# Task inputs
- - - - -

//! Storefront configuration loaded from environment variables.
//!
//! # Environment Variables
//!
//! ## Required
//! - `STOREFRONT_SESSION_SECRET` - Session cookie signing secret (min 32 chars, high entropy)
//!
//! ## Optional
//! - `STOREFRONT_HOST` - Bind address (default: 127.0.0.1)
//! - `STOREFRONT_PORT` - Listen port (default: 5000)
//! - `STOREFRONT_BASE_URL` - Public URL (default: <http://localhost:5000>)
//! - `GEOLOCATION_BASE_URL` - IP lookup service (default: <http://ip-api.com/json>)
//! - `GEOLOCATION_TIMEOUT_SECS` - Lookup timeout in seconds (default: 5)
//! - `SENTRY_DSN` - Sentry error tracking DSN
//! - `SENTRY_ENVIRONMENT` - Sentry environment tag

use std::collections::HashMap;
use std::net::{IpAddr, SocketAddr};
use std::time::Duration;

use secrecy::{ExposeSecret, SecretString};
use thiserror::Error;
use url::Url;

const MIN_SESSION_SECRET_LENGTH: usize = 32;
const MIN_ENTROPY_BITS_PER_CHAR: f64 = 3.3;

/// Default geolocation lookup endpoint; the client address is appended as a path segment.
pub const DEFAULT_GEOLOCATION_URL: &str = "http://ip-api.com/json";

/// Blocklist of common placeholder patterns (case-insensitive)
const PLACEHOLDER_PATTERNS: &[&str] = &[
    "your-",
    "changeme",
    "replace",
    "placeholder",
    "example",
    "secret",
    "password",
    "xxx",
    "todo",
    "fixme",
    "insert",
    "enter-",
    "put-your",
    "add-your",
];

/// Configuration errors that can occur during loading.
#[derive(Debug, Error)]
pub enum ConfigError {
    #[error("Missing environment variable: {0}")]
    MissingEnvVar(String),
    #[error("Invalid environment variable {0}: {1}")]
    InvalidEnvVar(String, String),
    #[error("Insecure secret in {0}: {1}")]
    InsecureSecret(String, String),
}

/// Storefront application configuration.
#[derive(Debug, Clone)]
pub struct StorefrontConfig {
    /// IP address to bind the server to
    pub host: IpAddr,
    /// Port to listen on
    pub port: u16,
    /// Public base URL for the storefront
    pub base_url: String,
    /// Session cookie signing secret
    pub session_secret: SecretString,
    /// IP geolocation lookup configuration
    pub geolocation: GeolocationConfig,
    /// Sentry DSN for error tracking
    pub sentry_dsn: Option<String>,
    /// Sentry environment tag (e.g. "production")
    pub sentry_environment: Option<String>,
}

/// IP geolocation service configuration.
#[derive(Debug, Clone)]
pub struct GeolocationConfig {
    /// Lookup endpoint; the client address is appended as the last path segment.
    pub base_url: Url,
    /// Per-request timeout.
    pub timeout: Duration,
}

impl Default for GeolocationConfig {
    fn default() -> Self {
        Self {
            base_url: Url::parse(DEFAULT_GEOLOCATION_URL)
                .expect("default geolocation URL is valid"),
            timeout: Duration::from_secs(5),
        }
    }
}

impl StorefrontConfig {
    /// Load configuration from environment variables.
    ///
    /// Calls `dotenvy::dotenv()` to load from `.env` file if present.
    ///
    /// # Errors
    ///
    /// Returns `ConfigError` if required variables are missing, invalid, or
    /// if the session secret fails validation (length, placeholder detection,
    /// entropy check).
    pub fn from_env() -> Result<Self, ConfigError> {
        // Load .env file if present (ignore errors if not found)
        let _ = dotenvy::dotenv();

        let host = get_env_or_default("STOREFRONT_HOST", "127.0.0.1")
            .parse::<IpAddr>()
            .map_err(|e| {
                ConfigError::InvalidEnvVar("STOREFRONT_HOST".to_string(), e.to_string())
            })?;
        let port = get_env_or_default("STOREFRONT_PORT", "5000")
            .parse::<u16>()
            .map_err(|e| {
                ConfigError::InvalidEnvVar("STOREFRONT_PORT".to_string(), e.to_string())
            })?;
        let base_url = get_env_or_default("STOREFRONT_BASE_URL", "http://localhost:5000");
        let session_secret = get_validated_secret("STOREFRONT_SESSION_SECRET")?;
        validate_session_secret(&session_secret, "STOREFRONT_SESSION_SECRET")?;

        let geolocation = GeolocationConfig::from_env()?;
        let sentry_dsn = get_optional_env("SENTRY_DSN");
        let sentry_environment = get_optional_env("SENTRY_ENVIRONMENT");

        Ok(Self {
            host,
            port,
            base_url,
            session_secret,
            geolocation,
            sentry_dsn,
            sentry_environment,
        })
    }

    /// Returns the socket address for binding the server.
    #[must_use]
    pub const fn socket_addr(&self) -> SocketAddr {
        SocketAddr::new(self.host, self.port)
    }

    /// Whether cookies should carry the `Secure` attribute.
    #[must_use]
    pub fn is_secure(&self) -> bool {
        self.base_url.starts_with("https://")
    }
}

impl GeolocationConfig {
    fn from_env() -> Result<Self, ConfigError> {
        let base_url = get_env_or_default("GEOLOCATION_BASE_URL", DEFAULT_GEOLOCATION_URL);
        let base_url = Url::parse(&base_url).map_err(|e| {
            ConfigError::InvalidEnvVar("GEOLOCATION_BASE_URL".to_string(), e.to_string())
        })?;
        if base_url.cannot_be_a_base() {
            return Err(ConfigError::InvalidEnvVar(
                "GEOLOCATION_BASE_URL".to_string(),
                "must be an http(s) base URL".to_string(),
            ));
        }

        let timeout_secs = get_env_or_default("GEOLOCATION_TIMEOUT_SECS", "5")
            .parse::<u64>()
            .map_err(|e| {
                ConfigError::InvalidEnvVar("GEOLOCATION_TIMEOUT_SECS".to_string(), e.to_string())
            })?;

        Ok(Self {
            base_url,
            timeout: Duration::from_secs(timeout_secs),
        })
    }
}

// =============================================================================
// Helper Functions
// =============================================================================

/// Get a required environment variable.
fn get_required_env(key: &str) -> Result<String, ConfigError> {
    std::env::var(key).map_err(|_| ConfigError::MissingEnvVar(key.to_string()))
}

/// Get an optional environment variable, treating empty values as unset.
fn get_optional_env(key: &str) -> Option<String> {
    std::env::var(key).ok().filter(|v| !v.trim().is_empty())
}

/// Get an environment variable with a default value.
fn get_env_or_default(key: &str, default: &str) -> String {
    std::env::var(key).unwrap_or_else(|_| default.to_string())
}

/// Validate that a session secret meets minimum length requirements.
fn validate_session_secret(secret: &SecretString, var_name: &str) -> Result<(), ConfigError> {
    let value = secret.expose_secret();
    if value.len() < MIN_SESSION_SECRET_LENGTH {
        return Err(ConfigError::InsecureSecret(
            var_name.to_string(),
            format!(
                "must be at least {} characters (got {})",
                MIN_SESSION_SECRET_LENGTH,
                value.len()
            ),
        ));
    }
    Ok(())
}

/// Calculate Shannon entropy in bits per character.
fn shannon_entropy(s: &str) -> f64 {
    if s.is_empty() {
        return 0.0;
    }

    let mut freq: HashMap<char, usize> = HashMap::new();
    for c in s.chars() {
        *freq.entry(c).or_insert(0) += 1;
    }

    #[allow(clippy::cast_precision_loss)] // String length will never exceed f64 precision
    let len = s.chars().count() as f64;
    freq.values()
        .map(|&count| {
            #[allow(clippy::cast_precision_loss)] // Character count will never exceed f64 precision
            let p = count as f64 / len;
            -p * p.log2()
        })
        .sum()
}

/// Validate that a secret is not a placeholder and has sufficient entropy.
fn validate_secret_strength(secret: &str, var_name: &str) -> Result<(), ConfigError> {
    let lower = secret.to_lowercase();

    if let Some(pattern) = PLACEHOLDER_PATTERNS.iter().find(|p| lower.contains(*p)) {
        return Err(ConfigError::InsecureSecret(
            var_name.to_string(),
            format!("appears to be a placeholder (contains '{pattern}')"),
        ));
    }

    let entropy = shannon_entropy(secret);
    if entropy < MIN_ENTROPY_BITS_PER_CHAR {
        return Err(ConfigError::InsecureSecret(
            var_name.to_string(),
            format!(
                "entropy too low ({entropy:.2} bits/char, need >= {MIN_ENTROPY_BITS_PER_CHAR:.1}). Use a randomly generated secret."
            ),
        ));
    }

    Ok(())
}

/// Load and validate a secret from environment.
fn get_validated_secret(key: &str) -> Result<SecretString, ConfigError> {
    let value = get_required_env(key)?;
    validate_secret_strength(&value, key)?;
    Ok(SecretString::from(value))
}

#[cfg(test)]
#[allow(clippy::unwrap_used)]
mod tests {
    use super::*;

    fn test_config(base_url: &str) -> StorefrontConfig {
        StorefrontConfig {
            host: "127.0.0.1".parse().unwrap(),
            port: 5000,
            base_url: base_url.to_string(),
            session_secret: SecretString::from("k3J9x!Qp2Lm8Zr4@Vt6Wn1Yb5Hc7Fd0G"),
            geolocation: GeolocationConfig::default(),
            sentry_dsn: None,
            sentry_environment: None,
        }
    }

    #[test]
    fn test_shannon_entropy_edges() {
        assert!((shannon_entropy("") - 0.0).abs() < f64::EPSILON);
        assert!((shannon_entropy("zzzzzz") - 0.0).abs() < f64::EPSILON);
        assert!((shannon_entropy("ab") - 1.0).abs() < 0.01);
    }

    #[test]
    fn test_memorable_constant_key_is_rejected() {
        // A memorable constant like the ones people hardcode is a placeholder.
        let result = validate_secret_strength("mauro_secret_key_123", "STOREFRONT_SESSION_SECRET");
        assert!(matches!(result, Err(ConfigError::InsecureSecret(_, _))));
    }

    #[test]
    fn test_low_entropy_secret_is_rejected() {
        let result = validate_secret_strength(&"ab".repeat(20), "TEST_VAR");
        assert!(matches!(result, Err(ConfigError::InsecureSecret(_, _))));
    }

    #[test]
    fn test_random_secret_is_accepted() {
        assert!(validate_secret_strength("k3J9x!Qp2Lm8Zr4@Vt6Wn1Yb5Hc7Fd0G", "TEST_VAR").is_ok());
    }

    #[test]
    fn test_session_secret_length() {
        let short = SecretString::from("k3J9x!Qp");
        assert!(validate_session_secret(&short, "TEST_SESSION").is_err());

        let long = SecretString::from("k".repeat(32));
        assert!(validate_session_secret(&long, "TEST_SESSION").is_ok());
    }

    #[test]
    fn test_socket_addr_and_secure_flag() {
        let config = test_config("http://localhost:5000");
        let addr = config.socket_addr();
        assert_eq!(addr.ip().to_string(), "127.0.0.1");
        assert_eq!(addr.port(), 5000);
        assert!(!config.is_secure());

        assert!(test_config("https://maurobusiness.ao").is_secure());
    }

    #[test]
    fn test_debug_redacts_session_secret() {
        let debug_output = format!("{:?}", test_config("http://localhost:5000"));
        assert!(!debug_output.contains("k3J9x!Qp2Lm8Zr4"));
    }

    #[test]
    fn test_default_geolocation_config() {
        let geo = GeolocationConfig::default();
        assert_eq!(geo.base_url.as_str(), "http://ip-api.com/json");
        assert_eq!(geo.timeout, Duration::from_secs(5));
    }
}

- - - - -

# What you are asked to do
Quote, word for word, every line from the top of the entries through the line that holds "seconds (default: 5)".

# Result of the exercise
//! Storefront configuration loaded from environment variables.
//!
//! # Environment Variables
//!
//! ## Required
//! - `STOREFRONT_SESSION_SECRET` - Session cookie signing secret (min 32 chars, high entropy)
//!
//! ## Optional
//! - `STOREFRONT_HOST` - Bind address (default: 127.0.0.1)
//! - `STOREFRONT_PORT` - Listen port (default: 5000)
//! - `STOREFRONT_BASE_URL` - Public URL (default: <http://localhost:5000>)
//! - `GEOLOCATION_BASE_URL` - IP lookup service (default: <http://ip-api.com/json>)
//! - `GEOLOCATION_TIMEOUT_SECS` - Lookup timeout in seconds (default: 5)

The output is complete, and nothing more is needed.